3.4. De hiervoor in 3.3 weergegeven formule behelst een uitwerking van het in punt 1.2 van de Nedeco-regeling gehanteerde begrip "ter zake van de uitzending(en) verworven inkomsten uit arbeid". Ingevolge de formule dienen de bedoelde inkomsten te worden afgeleid uit het jaarloon. Met dit jaarloon heeft de besluitgever, mede gelet op het in de noemer van de breuk te hanteren aantal dagen van 365 of 366, kennelijk het oog op het van de betrokken werkgever genoten loon op jaarbasis. Zulks brengt mee dat, indien de dienstbetrekking van de uitgezonden werknemer bij de betrokken werkgever slechts gedurende een deel van het jaar heeft bestaan, het uit die dienstbetrekking genoten loon moet worden herleid tot een jaarloon. 's Hofs hiervoor weergegeven toepassing van de formule strookt niet met deze uitleg.

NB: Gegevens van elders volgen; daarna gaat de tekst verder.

use super::extract::{extract_fields, extract_line, FieldSpec};
use super::types::{EnglishArticleResult, Grade};

const TITLE: &str = "title";
const TARGET_AUDIENCE: &str = "target_audience_score";
const PRODUCT_RELEVANCE: &str = "product_relevance_score";
const LEARNING_ADVICE: &str = "learning_advice_score";
const TOTAL: &str = "total_score";
const GRADE: &str = "grade";
const PAIN_POINTS: &str = "core_pain_points";

const FIELDS: &[FieldSpec] = &[
    FieldSpec::line(TITLE, "文章标题"),
    FieldSpec::number(TARGET_AUDIENCE, "目标人群相关性"),
    FieldSpec::number(PRODUCT_RELEVANCE, "产品定位相关性"),
    FieldSpec::number(LEARNING_ADVICE, "学习建议与经历分享"),
    FieldSpec::number(TOTAL, "总分"),
    FieldSpec::line(GRADE, "分级"),
    FieldSpec::line(PAIN_POINTS, "核心用户痛点"),
];

/// Labels tried in order for the match analysis; the first one with a
/// non-empty value wins.
pub const MATCH_ANALYSIS_LABELS: [&str; 4] = [
    "核心相关点/不相关点分析",
    "核心相关点分析",
    "核心匹配点/不匹配点分析",
    "核心匹配点分析",
];

/// Used when the reply has no learning-advice score.
pub const DEFAULT_LEARNING_ADVICE_SCORE: f64 = 5.0;

const TARGET_AUDIENCE_WEIGHT: f64 = 0.5;
const PRODUCT_RELEVANCE_WEIGHT: f64 = 0.3;
const LEARNING_ADVICE_WEIGHT: f64 = 0.2;

/// Weighted total used when the reply does not state one.
pub fn weighted_total(target_audience: f64, product_relevance: f64, learning_advice: f64) -> f64 {
    target_audience * TARGET_AUDIENCE_WEIGHT
        + product_relevance * PRODUCT_RELEVANCE_WEIGHT
        + learning_advice * LEARNING_ADVICE_WEIGHT
}

/// Splits the pain-point line on `、`, or on `,` when no `、` is present.
/// A line with neither separator is a single pain point.
pub fn split_pain_points(line: &str) -> Vec<String> {
    let line = line.trim();
    if line.is_empty() {
        return Vec::new();
    }
    let parts: Vec<&str> = if line.contains('、') {
        line.split('、').collect()
    } else if line.contains(',') {
        line.split(',').collect()
    } else {
        vec![line]
    };
    parts
        .into_iter()
        .map(str::trim)
        .filter(|p| !p.is_empty())
        .map(str::to_string)
        .collect()
}

/// Reads a `分级` value, accepting only `S级`/`A级`/`B级`/`C级` at the start.
fn stated_grade(value: &str) -> Option<Grade> {
    let head: String = value.trim().chars().take(2).collect();
    head.parse().ok()
}

fn match_analysis(text: &str) -> String {
    MATCH_ANALYSIS_LABELS
        .iter()
        .find_map(|label| extract_line(text, label).filter(|value| !value.is_empty()))
        .unwrap_or_default()
}

/// Parses an English-learning article reply.
///
/// Total falls back to the weighted sum of the three sub-scores and the grade
/// to the bucket of the total, so both are always consistent with what the
/// reply provided.
pub fn parse_english_article(text: &str) -> EnglishArticleResult {
    let found = extract_fields(text, FIELDS);

    let target_audience_score = found.number(TARGET_AUDIENCE).unwrap_or(0.0);
    let product_relevance_score = found.number(PRODUCT_RELEVANCE).unwrap_or(0.0);
    let learning_advice_score = found
        .number(LEARNING_ADVICE)
        .unwrap_or(DEFAULT_LEARNING_ADVICE_SCORE);

    let total_score = found.number(TOTAL).unwrap_or_else(|| {
        weighted_total(
            target_audience_score,
            product_relevance_score,
            learning_advice_score,
        )
    });

    let grade = found
        .text(GRADE)
        .and_then(stated_grade)
        .unwrap_or_else(|| Grade::from_total(total_score));

    EnglishArticleResult {
        title: found.text(TITLE).unwrap_or_default().to_string(),
        target_audience_score,
        product_relevance_score,
        learning_advice_score,
        total_score,
        grade,
        match_analysis: match_analysis(text),
        core_pain_points: found
            .text(PAIN_POINTS)
            .map(split_pain_points)
            .unwrap_or_default(),
    }
}

#[cfg(test)]
mod tests {
    use rstest::rstest;

    use super::*;

    const FULL_REPLY: &str = "文章标题：《每天10分钟看新闻，零基础也能轻松学英语》
目标人群相关性：9
产品定位相关性：8
学习建议与经历分享：7
总分：8.3
分级：A级
核心相关点/不相关点分析：面向零基础用户，强调碎片化学习
核心用户痛点：没时间、方法不对、坚持不下去";

    fn approx(a: f64, b: f64) -> bool {
        (a - b).abs() < 1e-9
    }

    #[test]
    fn full_reply() {
        let result = parse_english_article(FULL_REPLY);
        assert_eq!(result.title, "《每天10分钟看新闻，零基础也能轻松学英语》");
        assert_eq!(result.target_audience_score, 9.0);
        assert_eq!(result.product_relevance_score, 8.0);
        assert_eq!(result.learning_advice_score, 7.0);
        assert_eq!(result.total_score, 8.3);
        assert_eq!(result.grade, Grade::A);
        assert_eq!(result.match_analysis, "面向零基础用户，强调碎片化学习");
        assert_eq!(
            result.core_pain_points,
            vec!["没时间", "方法不对", "坚持不下去"]
        );
    }

    #[test]
    fn total_is_weighted_when_absent() {
        let result =
            parse_english_article("目标人群相关性：8.0\n产品定位相关性：6.0\n学习建议与经历分享：5.0");
        assert!(approx(result.total_score, 8.0 * 0.5 + 6.0 * 0.3 + 5.0 * 0.2));
        assert!(approx(result.total_score, 6.8));
        assert_eq!(result.grade, Grade::B);
    }

    #[test]
    fn learning_advice_defaults_to_five() {
        let result = parse_english_article("目标人群相关性：10\n产品定位相关性：10");
        assert_eq!(result.learning_advice_score, 5.0);
        assert!(approx(result.total_score, 9.0));
        assert_eq!(result.grade, Grade::S);
    }

    #[test]
    fn unlabeled_reply_uses_defaults() {
        let result = parse_english_article("抱歉，我无法评估。");
        assert_eq!(result.title, "");
        assert_eq!(result.target_audience_score, 0.0);
        assert_eq!(result.product_relevance_score, 0.0);
        assert_eq!(result.learning_advice_score, 5.0);
        assert!(approx(result.total_score, 1.0));
        assert_eq!(result.grade, Grade::C);
        assert_eq!(result.match_analysis, "");
        assert!(result.core_pain_points.is_empty());
    }

    #[test]
    fn stated_grade_overrides_derived_one() {
        let result = parse_english_article("总分：4\n分级：S级");
        assert_eq!(result.grade, Grade::S);
    }

    #[test]
    fn invalid_stated_grade_is_derived() {
        let result = parse_english_article("总分：7.5\n分级：D级");
        assert_eq!(result.grade, Grade::A);
        let result = parse_english_article("总分：7.5\n分级：优秀");
        assert_eq!(result.grade, Grade::A);
    }

    #[test]
    fn stated_grade_may_carry_commentary() {
        let result = parse_english_article("总分：3\n分级：B级（接近A级）");
        assert_eq!(result.grade, Grade::B);
    }

    #[rstest]
    #[case("核心相关点/不相关点分析：甲\n核心匹配点分析：丁", "甲")]
    #[case("核心相关点分析：乙\n核心匹配点/不匹配点分析：丙", "乙")]
    #[case("核心匹配点/不匹配点分析：丙\n核心匹配点分析：丁", "丙")]
    #[case("核心匹配点分析：点A", "点A")]
    #[case("没有分析", "")]
    #[case("核心相关点/不相关点分析：\n核心匹配点分析：点A", "点A")]
    #[case("核心相关点分析：\n核心匹配点/不匹配点分析：丙", "丙")]
    #[case("核心相关点分析：\n  贴合产品定位\n核心匹配点分析：丁", "贴合产品定位")]
    fn match_analysis_label_priority(#[case] text: &str, #[case] expected: &str) {
        assert_eq!(parse_english_article(text).match_analysis, expected);
    }

    #[test]
    fn match_analysis_priority_ignores_position() {
        let text = "核心匹配点分析：后备\n核心相关点分析：优先";
        assert_eq!(parse_english_article(text).match_analysis, "优先");
    }

    #[rstest]
    #[case("时间不足、方法错误", vec!["时间不足", "方法错误"])]
    #[case("busy,confused", vec!["busy", "confused"])]
    #[case("单一痛点", vec!["单一痛点"])]
    #[case("a、b,c", vec!["a", "b,c"])]
    #[case(" x , y ", vec!["x", "y"])]
    #[case("", vec![])]
    fn pain_point_splitting(#[case] line: &str, #[case] expected: Vec<&str>) {
        assert_eq!(split_pain_points(line), expected);
    }

    #[test]
    fn values_on_following_lines_are_read() {
        let text = "核心相关点/不相关点分析：\n核心匹配点分析：点A\n核心用户痛点：\n时间不足、方法错误";
        let result = parse_english_article(text);
        assert_eq!(result.match_analysis, "点A");
        assert_eq!(result.core_pain_points, vec!["时间不足", "方法错误"]);
    }

    #[test]
    fn full_width_scores_are_read() {
        let result = parse_english_article("目标人群相关性：８\n产品定位相关性：６\n学习建议与经历分享：５\n总分：６.８");
        assert_eq!(result.target_audience_score, 8.0);
        assert_eq!(result.total_score, 6.8);
        assert_eq!(result.grade, Grade::B);
    }

    #[test]
    fn pain_points_only_read_their_line() {
        let text = "核心用户痛点：时间不足、方法错误\n总分：6";
        let result = parse_english_article(text);
        assert_eq!(result.core_pain_points, vec!["时间不足", "方法错误"]);
        assert_eq!(result.total_score, 6.0);
    }
}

Derhalve slaagt belanghebbendes klacht. 's Hofs uitspraak kan niet in stand blijven. Verwijzing moet volgen. Het middel behoeft voor het overige geen behandeling.


4. Proceskosten

De Staatssecretaris zal worden veroordeeld in de kosten van het geding in cassatie. Door het verwijzingshof zal worden beoordeeld of aan belanghebbende voor de kosten van het geding voor het Hof een vergoeding dient te worden toegekend.


5. Beslissing

De Hoge Raad:
verklaart het beroep gegrond,
vernietigt de uitspraak van het Hof,
verwijst het geding naar het Gerechtshof te Amsterdam ter verdere behandeling en beslissing van de zaak met inachtneming van dit arrest, gelast dat de Staat aan belanghebbende vergoedt het door deze ter zake van de behandeling van het beroep in cassatie verschuldigd geworden griffierecht ten bedrage van EUR 82, en
veroordeelt de Staatssecretaris van Financiën in de kosten van het geding in cassatie aan de zijde van belanghebbende, vastgesteld op EUR 644 voor beroepsmatig verleende rechtsbijstand, en wijst de Staat aan als de rechtspersoon die deze kosten moet vergoeden.

Dit arrest is gewezen door de vice-president A.G. Pos als voorzitter, en de raadsheren L. Monné, P.J. van Amersfoort, A.R. Leemreis en C.J.J. van Maanen, in tegenwoordigheid van de waarnemend griffier A.I. Boussak-Leeksma, en in het openbaar uitgesproken op 26 maart 2004.